Search the material for the string "HashMap", then return every line where it is found.

= = = = =

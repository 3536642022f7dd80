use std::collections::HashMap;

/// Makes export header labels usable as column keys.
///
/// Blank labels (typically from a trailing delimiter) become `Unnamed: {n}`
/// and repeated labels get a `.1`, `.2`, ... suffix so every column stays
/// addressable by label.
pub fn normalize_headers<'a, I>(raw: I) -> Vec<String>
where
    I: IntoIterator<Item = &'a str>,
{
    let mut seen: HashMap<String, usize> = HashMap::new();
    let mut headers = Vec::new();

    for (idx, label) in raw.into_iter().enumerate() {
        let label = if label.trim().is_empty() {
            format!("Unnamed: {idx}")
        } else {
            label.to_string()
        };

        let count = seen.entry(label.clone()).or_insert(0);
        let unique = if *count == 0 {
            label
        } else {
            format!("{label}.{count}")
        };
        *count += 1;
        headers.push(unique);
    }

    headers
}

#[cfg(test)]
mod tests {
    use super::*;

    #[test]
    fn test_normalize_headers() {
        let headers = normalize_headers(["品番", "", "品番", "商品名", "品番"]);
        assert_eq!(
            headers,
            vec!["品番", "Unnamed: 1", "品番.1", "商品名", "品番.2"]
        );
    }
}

= = = = =

Task output -
use std::collections::HashMap;
    let mut seen: HashMap<String, usize> = HashMap::new();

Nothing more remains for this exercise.